PROBLEM TO SOLVE:
Below are some records; quote exactly the lines from the one that contains "String, value: String" through the one that contains "let mut current_track: Option<PendingTrack>", inclusive, and no others.

== EXERCISE DATA ==

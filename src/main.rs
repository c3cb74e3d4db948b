use crate::commands::dsf::SplitCommand;
use crate::commands::{Cli, Commands};
use crate::dsf::{SplitOptions, inspect_dsf, split_cue_file};
use anyhow::{Result, bail};
use clap::Parser;
use indicatif::MultiProgress;
use indicatif_log_bridge::LogWrapper;
use log::info;

mod commands;
mod cue;
mod dsf;

fn main() -> Result<()> {
    dotenv::dotenv().ok();
    let logger = env_logger::builder()
        .filter_level(log::LevelFilter::Info)
        .parse_default_env()
        .build();

    let level = logger.filter();
    let pb = MultiProgress::new();

    LogWrapper::new(pb.clone(), logger).try_init()?;
    log::set_max_level(level);

    let cli = Cli::parse();

    match cli.command {
        Commands::Split(cmd) => split(pb, cmd)?,
        Commands::Inspect(cmd) => {
            inspect_dsf(&cmd.input)?;
        }
    }

    Ok(())
}

fn split(pb: MultiProgress, cmd: SplitCommand) -> Result<()> {
    let options = SplitOptions {
        output_dir: cmd.output_dir,
        force: cmd.force,
        strict_blocks: cmd.strict_blocks,
    };

    let report = split_cue_file(pb, &cmd.input_cue, &options)?;

    info!(
        "Done! {} of {} tracks written",
        report.written(),
        report.outcomes.len()
    );

    if report.failed() > 0 {
        bail!("{} tracks could not be split", report.failed());
    }

    Ok(())
}
use crate::cue::error::{CueError, CueResult};
use crate::cue::models::{CueFile, CueSheet, MSF, SheetMeta, Track};
use std::path::{Path, PathBuf};

pub mod error;
pub mod models;

const BYTE_ORDER_MARK: char = '\u{feff}';

pub struct CueParser {
    cue_path: PathBuf,
}

/// One classified line of a CUE sheet.
#[derive(Debug, Clone, PartialEq, Eq)]
enum Directive {
    Rem { key: String, value: String },
    Performer(String),
    Title(String),
    File { filename: String },
    Track { number: u32 },
    Index { number: u32, position: MSF },
    Unknown,
}

#[derive(Debug)]
struct PendingTrack {
    line: usize,
    number: u32,
    title: Option<String>,
    performer: Option<String>,
    start: Option<MSF>,
}

impl CueParser {
    pub fn new(cue_path: impl AsRef<Path>) -> Self {
        Self {
            cue_path: cue_path.as_ref().to_path_buf(),
        }
    }

    pub fn parse(&self) -> CueResult<CueSheet> {
        let data = std::fs::read(&self.cue_path)?;
        let text = String::from_utf8(data)?;

        Self::parse_str(&text)
    }

    pub fn parse_str(text: &str) -> CueResult<CueSheet> {
        let text = text.strip_prefix(BYTE_ORDER_MARK).unwrap_or(text);

        let mut meta = SheetMeta::default();
        let mut files: Vec<CueFile> = Vec::new();
        let mut current_track: Option<PendingTrack> = None;
        let mut last_number: Option<u32> = None;

        for (index, raw_line) in text.lines().enumerate() {
            let line = index + 1;

            match Self::classify(raw_line, line)? {
                Directive::Rem { key, value } => match key.as_str() {
                    "GENRE" => meta.genre = non_empty(value),
                    "DATE" => meta.date = non_empty(value),
                    _ => {}
                },
                Directive::File { filename } => {
                    Self::finish_track(&mut files, current_track.take())?;
                    files.push(CueFile {
                        filename,
                        tracks: Vec::new(),
                    });
                }
                Directive::Track { number } => {
                    Self::finish_track(&mut files, current_track.take())?;

                    if files.is_empty() {
                        return Err(CueError::TrackWithoutFile { line, number });
                    }
                    if let Some(previous) = last_number {
                        if number <= previous {
                            return Err(CueError::TrackNumberNotIncreasing {
                                line,
                                previous,
                                number,
                            });
                        }
                    }
                    last_number = Some(number);

                    current_track = Some(PendingTrack {
                        line,
                        number,
                        title: None,
                        performer: None,
                        start: None,
                    });
                }
                Directive::Title(title) => match &mut current_track {
                    Some(track) => track.title = Some(title),
                    None => meta.title = Some(title),
                },
                Directive::Performer(performer) => match &mut current_track {
                    Some(track) => track.performer = Some(performer),
                    None => meta.performer = Some(performer),
                },
                Directive::Index { number, position } => {
                    // Only INDEX 01 marks the start, pre-gaps are not split out
                    if number == 1 {
                        if let Some(track) = &mut current_track {
                            track.start = Some(position);
                        }
                    }
                }
                Directive::Unknown => {}
            }
        }

        Self::finish_track(&mut files, current_track)?;

        if files.is_empty() {
            return Err(CueError::NoFileReferencedInCueSheet);
        }
        if let Some(file) = files.iter().find(|file| file.tracks.is_empty()) {
            return Err(CueError::FileWithoutTracks(file.filename.clone()));
        }

        Ok(CueSheet { meta, files })
    }

    fn finish_track(files: &mut [CueFile], pending: Option<PendingTrack>) -> CueResult<()> {
        let Some(pending) = pending else {
            return Ok(());
        };

        let start = pending.start.ok_or(CueError::MissingStartIndex {
            line: pending.line,
            number: pending.number,
        })?;

        // TRACK before any FILE is rejected when the track starts
        let Some(file) = files.last_mut() else {
            return Ok(());
        };

        if let Some(previous) = file.tracks.last() {
            if start <= previous.start {
                return Err(CueError::TimestampNotIncreasing {
                    number: pending.number,
                    start: start.to_string(),
                    previous: previous.start.to_string(),
                });
            }
        }

        file.tracks.push(Track {
            number: pending.number,
            title: pending.title,
            performer: pending.performer,
            start,
        });

        Ok(())
    }

    fn classify(raw_line: &str, line: usize) -> CueResult<Directive> {
        let mut words = raw_line.split_whitespace();
        let Some(keyword) = words.next() else {
            return Ok(Directive::Unknown);
        };
        let keyword = keyword.to_ascii_uppercase();

        // Lines that are ignored anyway are never tokenized, a stray quote there is harmless
        let recognized = match keyword.as_str() {
            "REM" => words.next().is_some_and(|key| {
                key.eq_ignore_ascii_case("GENRE") || key.eq_ignore_ascii_case("DATE")
            }),
            "PERFORMER" | "TITLE" | "FILE" | "TRACK" | "INDEX" => true,
            _ => false,
        };
        if !recognized {
            return Ok(Directive::Unknown);
        }

        let tokens = Self::tokenize(raw_line, line)?;
        let argument = |position: usize| Self::argument(&tokens, position, line, &keyword);

        let directive = match keyword.as_str() {
            "REM" => match tokens.get(1) {
                Some(key) => Directive::Rem {
                    key: key.to_ascii_uppercase(),
                    value: tokens[2..].join(" "),
                },
                None => Directive::Unknown,
            },
            "PERFORMER" => Directive::Performer(argument(1)?.clone()),
            "TITLE" => Directive::Title(argument(1)?.clone()),
            "FILE" => Directive::File {
                filename: argument(1)?.clone(),
            },
            "TRACK" => {
                let value = argument(1)?;
                let number = value.parse().map_err(|_| CueError::InvalidTrackNumber {
                    line,
                    value: value.clone(),
                })?;
                Directive::Track { number }
            }
            "INDEX" => {
                let value = argument(1)?;
                let number = value.parse().map_err(|_| CueError::InvalidIndexNumber {
                    line,
                    value: value.clone(),
                })?;
                let position = Self::parse_msf(argument(2)?, line)?;
                Directive::Index { number, position }
            }
            _ => Directive::Unknown,
        };

        Ok(directive)
    }

    fn argument<'a>(
        tokens: &'a [String],
        position: usize,
        line: usize,
        directive: &str,
    ) -> CueResult<&'a String> {
        tokens.get(position).ok_or_else(|| CueError::MissingArgument {
            line,
            directive: directive.to_string(),
        })
    }

    /// Splits a line on whitespace, keeping double quoted runs together without the quotes.
    fn tokenize(raw_line: &str, line: usize) -> CueResult<Vec<String>> {
        let mut tokens = Vec::new();
        let mut chars = raw_line.trim().chars().peekable();

        while let Some(&c) = chars.peek() {
            if c.is_whitespace() {
                chars.next();
                continue;
            }

            let mut token = String::new();
            if c == '"' {
                chars.next();
                let mut closed = false;
                for ch in chars.by_ref() {
                    if ch == '"' {
                        closed = true;
                        break;
                    }
                    token.push(ch);
                }
                if !closed {
                    return Err(CueError::MissingQuoteError { line });
                }
            } else {
                while let Some(&ch) = chars.peek() {
                    if ch.is_whitespace() {
                        break;
                    }
                    token.push(ch);
                    chars.next();
                }
            }

            tokens.push(token);
        }

        Ok(tokens)
    }

    fn parse_msf(msf_str: &str, line: usize) -> CueResult<MSF> {
        let invalid = || CueError::InvalidMSFFormat {
            line,
            value: msf_str.to_string(),
        };

        let parts: Vec<&str> = msf_str.split(':').collect();
        if parts.len() != 3 {
            return Err(invalid());
        }

        let minutes: u32 = parts[0].parse().map_err(|_| invalid())?;
        let seconds: u8 = parts[1].parse().map_err(|_| invalid())?;
        let frames: u8 = parts[2].parse().map_err(|_| invalid())?;

        if seconds >= 60 || frames as u64 >= MSF::FRAMES_PER_SECOND {
            return Err(invalid());
        }

        Ok(MSF::new(minutes, seconds, frames))
    }
}

fn non_empty(value: String) -> Option<String> {
    if value.is_empty() { None } else { Some(value) }
}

===

OUTPUT OF THE TASK:
    Rem { key: String, value: String },
    Performer(String),
    Title(String),
    File { filename: String },
    Track { number: u32 },
    Index { number: u32, position: MSF },
    Unknown,
}

#[derive(Debug)]
struct PendingTrack {
    line: usize,
    number: u32,
    title: Option<String>,
    performer: Option<String>,
    start: Option<MSF>,
}

impl CueParser {
    pub fn new(cue_path: impl AsRef<Path>) -> Self {
        Self {
            cue_path: cue_path.as_ref().to_path_buf(),
        }
    }

    pub fn parse(&self) -> CueResult<CueSheet> {
        let data = std::fs::read(&self.cue_path)?;
        let text = String::from_utf8(data)?;

        Self::parse_str(&text)
    }

    pub fn parse_str(text: &str) -> CueResult<CueSheet> {
        let text = text.strip_prefix(BYTE_ORDER_MARK).unwrap_or(text);

        let mut meta = SheetMeta::default();
        let mut files: Vec<CueFile> = Vec::new();
        let mut current_track: Option<PendingTrack> = None;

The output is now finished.